Engagement with language-based issues involving China has also been a feature of my working life. My first full-time teaching position was at Jilin University in Changchun, China, where I taught English language courses to undergraduates and applied linguistics courses to postgraduates. This experience shaped and informed my views on English language education in China and the role of English in Chinese society more broadly.

Shortly afterwards, I gained a position in ESOL/TESOL at Flinders University, where I design, teach, and administer TESOL courses. Like many academics, I endeavour to connect my research to my teaching. In the course English as a Global Language, I include discussions of the impact of English on Chinese language and culture, while in Language Assessment in TESOL I discuss the washback effect of English language tests like the College English Test (CET) and Test for English Majors (TEM). Where possible I also assign students readings from Chinese authors across my courses.

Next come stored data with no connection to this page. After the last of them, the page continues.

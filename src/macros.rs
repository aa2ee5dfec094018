#[cfg(feature = "tracing")]
macro_rules! rtrace {
    ($($tt:tt)*) => {
        tracing::trace!(target: "resultset", $($tt)*)
    };
}

#[cfg(not(feature = "tracing"))]
macro_rules! rtrace {
    ($($tt:tt)*) => {};
}

#[cfg(feature = "tracing")]
macro_rules! rdebug {
    ($($tt:tt)*) => {
        tracing::debug!(target: "resultset", $($tt)*)
    };
}

#[cfg(not(feature = "tracing"))]
macro_rules! rdebug {
    ($($tt:tt)*) => {};
}

#[cfg(feature = "tracing")]
macro_rules! rwarn {
    ($($tt:tt)*) => {
        tracing::warn!(target: "resultset", $($tt)*)
    };
}

#[cfg(not(feature = "tracing"))]
macro_rules! rwarn {
    ($($tt:tt)*) => {};
}
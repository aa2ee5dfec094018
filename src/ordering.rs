use std::cmp::Ordering;
use std::collections::HashMap;
use std::fmt;
use std::hash::Hash;
use std::sync::Arc;

use crate::FieldKey;

/// A comparator over two records.
pub type Comparator<R> = Arc<dyn Fn(&R, &R) -> Ordering + Send + Sync>;

/// Extracts the section name for a record.
pub type SectionKeyFn<R> = Arc<dyn Fn(&R) -> String + Send + Sync>;

/// One entry of the comparator chain.
///
/// `field` names the record field the comparator reads; the controller
/// registers a change observer for it so mutations trigger relocation.
pub struct SortDescriptor<R> {
    pub field: FieldKey,
    pub ascending: bool,
    compare: Comparator<R>,
}

impl<R> SortDescriptor<R> {
    pub fn new(
        field: FieldKey,
        ascending: bool,
        compare: impl Fn(&R, &R) -> Ordering + Send + Sync + 'static,
    ) -> Self {
        Self {
            field,
            ascending,
            compare: Arc::new(compare),
        }
    }

    /// Convenience constructor closing over a key extractor.
    pub fn by_key<T: Ord>(
        field: FieldKey,
        ascending: bool,
        key: impl Fn(&R) -> T + Send + Sync + 'static,
    ) -> Self {
        Self::new(field, ascending, move |a, b| key(a).cmp(&key(b)))
    }

    fn compare(&self, a: &R, b: &R) -> Ordering {
        let ord = (self.compare)(a, b);
        if self.ascending { ord } else { ord.reverse() }
    }
}

impl<R> Clone for SortDescriptor<R> {
    fn clone(&self) -> Self {
        Self {
            field: self.field,
            ascending: self.ascending,
            compare: Arc::clone(&self.compare),
        }
    }
}

impl<R> fmt::Debug for SortDescriptor<R> {
    fn fmt(&self, f: &mut fmt::Formatter<'_>) -> fmt::Result {
        f.debug_struct("SortDescriptor")
            .field("field", &self.field)
            .field("ascending", &self.ascending)
            .finish_non_exhaustive()
    }
}

/// The leading, section-driving entry of an [`OrderingSpec`].
///
/// Records compare by section name before any [`SortDescriptor`] runs, and
/// the same name (with the same ascending sense) orders the section list
/// itself.
pub struct SectionDescriptor<R> {
    pub field: FieldKey,
    pub ascending: bool,
    key: SectionKeyFn<R>,
}

impl<R> SectionDescriptor<R> {
    pub fn new(
        field: FieldKey,
        ascending: bool,
        key: impl Fn(&R) -> String + Send + Sync + 'static,
    ) -> Self {
        Self {
            field,
            ascending,
            key: Arc::new(key),
        }
    }
}

impl<R> Clone for SectionDescriptor<R> {
    fn clone(&self) -> Self {
        Self {
            field: self.field,
            ascending: self.ascending,
            key: Arc::clone(&self.key),
        }
    }
}

impl<R> fmt::Debug for SectionDescriptor<R> {
    fn fmt(&self, f: &mut fmt::Formatter<'_>) -> fmt::Result {
        f.debug_struct("SectionDescriptor")
            .field("field", &self.field)
            .field("ascending", &self.ascending)
            .finish_non_exhaustive()
    }
}

/// A chain of comparators plus an optional section key.
///
/// `compare` composes left-to-right and returns the first non-equal result;
/// the fetch-sequence tiebreak is applied by the engine on top of this, so
/// two records never compare equal in the fully ordered sequence.
pub struct OrderingSpec<R> {
    section: Option<SectionDescriptor<R>>,
    descriptors: Vec<SortDescriptor<R>>,
}

impl<R> OrderingSpec<R> {
    pub fn new() -> Self {
        Self {
            section: None,
            descriptors: Vec::new(),
        }
    }

    pub fn with_section(mut self, section: SectionDescriptor<R>) -> Self {
        self.section = Some(section);
        self
    }

    pub fn with_descriptor(mut self, descriptor: SortDescriptor<R>) -> Self {
        self.descriptors.push(descriptor);
        self
    }

    pub fn is_sectioned(&self) -> bool {
        self.section.is_some()
    }

    /// The section key for a record; the empty string when no section
    /// descriptor is configured (all records share one unnamed section).
    pub fn section_name(&self, record: &R) -> String {
        match &self.section {
            Some(s) => (s.key)(record),
            None => String::new(),
        }
    }

    /// Orders section names with the section descriptor's ascending sense.
    pub(crate) fn compare_names(&self, a: &str, b: &str) -> Ordering {
        let ord = a.cmp(b);
        match &self.section {
            Some(s) if !s.ascending => ord.reverse(),
            _ => ord,
        }
    }

    /// The explicit comparator chain: section name first, then descriptors.
    /// Returns `Equal` when every configured comparator ties.
    pub fn compare(&self, a: &R, b: &R) -> Ordering {
        if self.section.is_some() {
            let ord = self.compare_names(&self.section_name(a), &self.section_name(b));
            if ord != Ordering::Equal {
                return ord;
            }
        }
        for d in &self.descriptors {
            let ord = d.compare(a, b);
            if ord != Ordering::Equal {
                return ord;
            }
        }
        Ordering::Equal
    }

    /// Every field whose mutation can change a record's position.
    pub(crate) fn observed_fields(&self) -> Vec<FieldKey> {
        let mut fields: Vec<FieldKey> = Vec::with_capacity(self.descriptors.len() + 1);
        if let Some(s) = &self.section {
            fields.push(s.field);
        }
        for d in &self.descriptors {
            if !fields.contains(&d.field) {
                fields.push(d.field);
            }
        }
        fields
    }
}

impl<R> Default for OrderingSpec<R> {
    fn default() -> Self {
        Self::new()
    }
}

impl<R> Clone for OrderingSpec<R> {
    fn clone(&self) -> Self {
        Self {
            section: self.section.clone(),
            descriptors: self.descriptors.clone(),
        }
    }
}

impl<R> fmt::Debug for OrderingSpec<R> {
    fn fmt(&self, f: &mut fmt::Formatter<'_>) -> fmt::Result {
        f.debug_struct("OrderingSpec")
            .field("section", &self.section)
            .field("descriptors", &self.descriptors)
            .finish()
    }
}

/// Identity → fetch-sequence rank.
///
/// Ranks break sort ties deterministically: records that compare equal under
/// every explicit comparator keep the relative order in which they were
/// first fetched. A full `assign` unions ranks (carried-over identities keep
/// theirs, new identities are appended after all existing ranks); incremental
/// inserts append without disturbing anything.
#[derive(Clone, Debug)]
pub(crate) struct FetchOrder<Id> {
    ranks: HashMap<Id, u64>,
    next: u64,
}

impl<Id: Clone + Eq + Hash> FetchOrder<Id> {
    pub(crate) fn new() -> Self {
        Self {
            ranks: HashMap::new(),
            next: 0,
        }
    }

    pub(crate) fn rank(&self, id: &Id) -> u64 {
        // Unranked identities sort last; this only happens transiently for
        // candidates that are being compared before `note` runs.
        self.ranks.get(id).copied().unwrap_or(u64::MAX)
    }

    /// Assigns the next rank to `id` if it has none.
    pub(crate) fn note(&mut self, id: Id) {
        self.ranks.entry(id).or_insert_with(|| {
            let r = self.next;
            self.next += 1;
            r
        });
    }

    /// A copy of the table rebuilt for a new base set: survivors keep their
    /// ranks, fresh identities are appended in iteration order, everything
    /// else is pruned. The live table is untouched, so a re-fetch that is
    /// later superseded leaves no trace in it.
    pub(crate) fn unioned<'a>(&self, ids: impl Iterator<Item = &'a Id>) -> Self
    where
        Id: 'a,
    {
        let mut next = self.next;
        let mut ranks: HashMap<Id, u64> = HashMap::new();
        for id in ids {
            match self.ranks.get(id) {
                Some(&r) => {
                    ranks.insert(id.clone(), r);
                }
                None => {
                    ranks.insert(id.clone(), next);
                    next += 1;
                }
            }
        }
        Self { ranks, next }
    }

    pub(crate) fn forget(&mut self, id: &Id) {
        self.ranks.remove(id);
    }

    pub(crate) fn clear(&mut self) {
        self.ranks.clear();
        self.next = 0;
    }
}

I hope this brief personal reflection will spark further discussion of how one comes to be an applied linguist and what it means to be an applied linguist working on language issues involving China.

References

Brumfit, C. (1997). How applied linguistics is the same as any other science. International Journal of Applied Linguistics, 7(1), 86-94.
Bygate, M. (2004). Some current trends in applied linguistics: Towards a generic view. AILA Review, 17(1), 6-22.
Bygate, M. (2005). Applied linguistics: A pragmatic discipline, a generic discipline? Applied Linguistics, 26(4), 568-581.
Davis, D. R. (2015). Three principles for an Asian humanities: Care first … learn from … connect histories. The Journal of Asian Studies, 74(1), 43-67.
Ellis, R. (Ed.). (2016). Becoming and being an applied linguist: The life histories of some applied linguists. John Benjamins Publishing Company.
Grabe, W. (2010) Applied linguistics: A twenty-first-century discipline. In R.B. Kaplan (Ed.), The Oxford handbook of applied linguistics (2nd ed.) (pp. 34-44). Oxford University Press.
Hult, F. M. (2010). Theme-based research in the transdisciplinary field of educational linguistics. In F. M. Hult (Ed.), Directions and prospects for educational linguistics (pp. 19-32). Springer.
Milner, A. (1999). Approaching Asia, and Asian studies, in Australia. Asian Studies Review, 23(2), 193-203.
Platt, M. (2006). The academic’s new clothes: the cult of theory versus the cultivation of language in Southeast Asian studies. In C. Chou & V. Houben (Eds.), Southeast Asian studies: Debates and new directions (pp. 86-101). International Institute for Asian Studies The Netherlands/Institute for Southeast Asian Studies Singapore.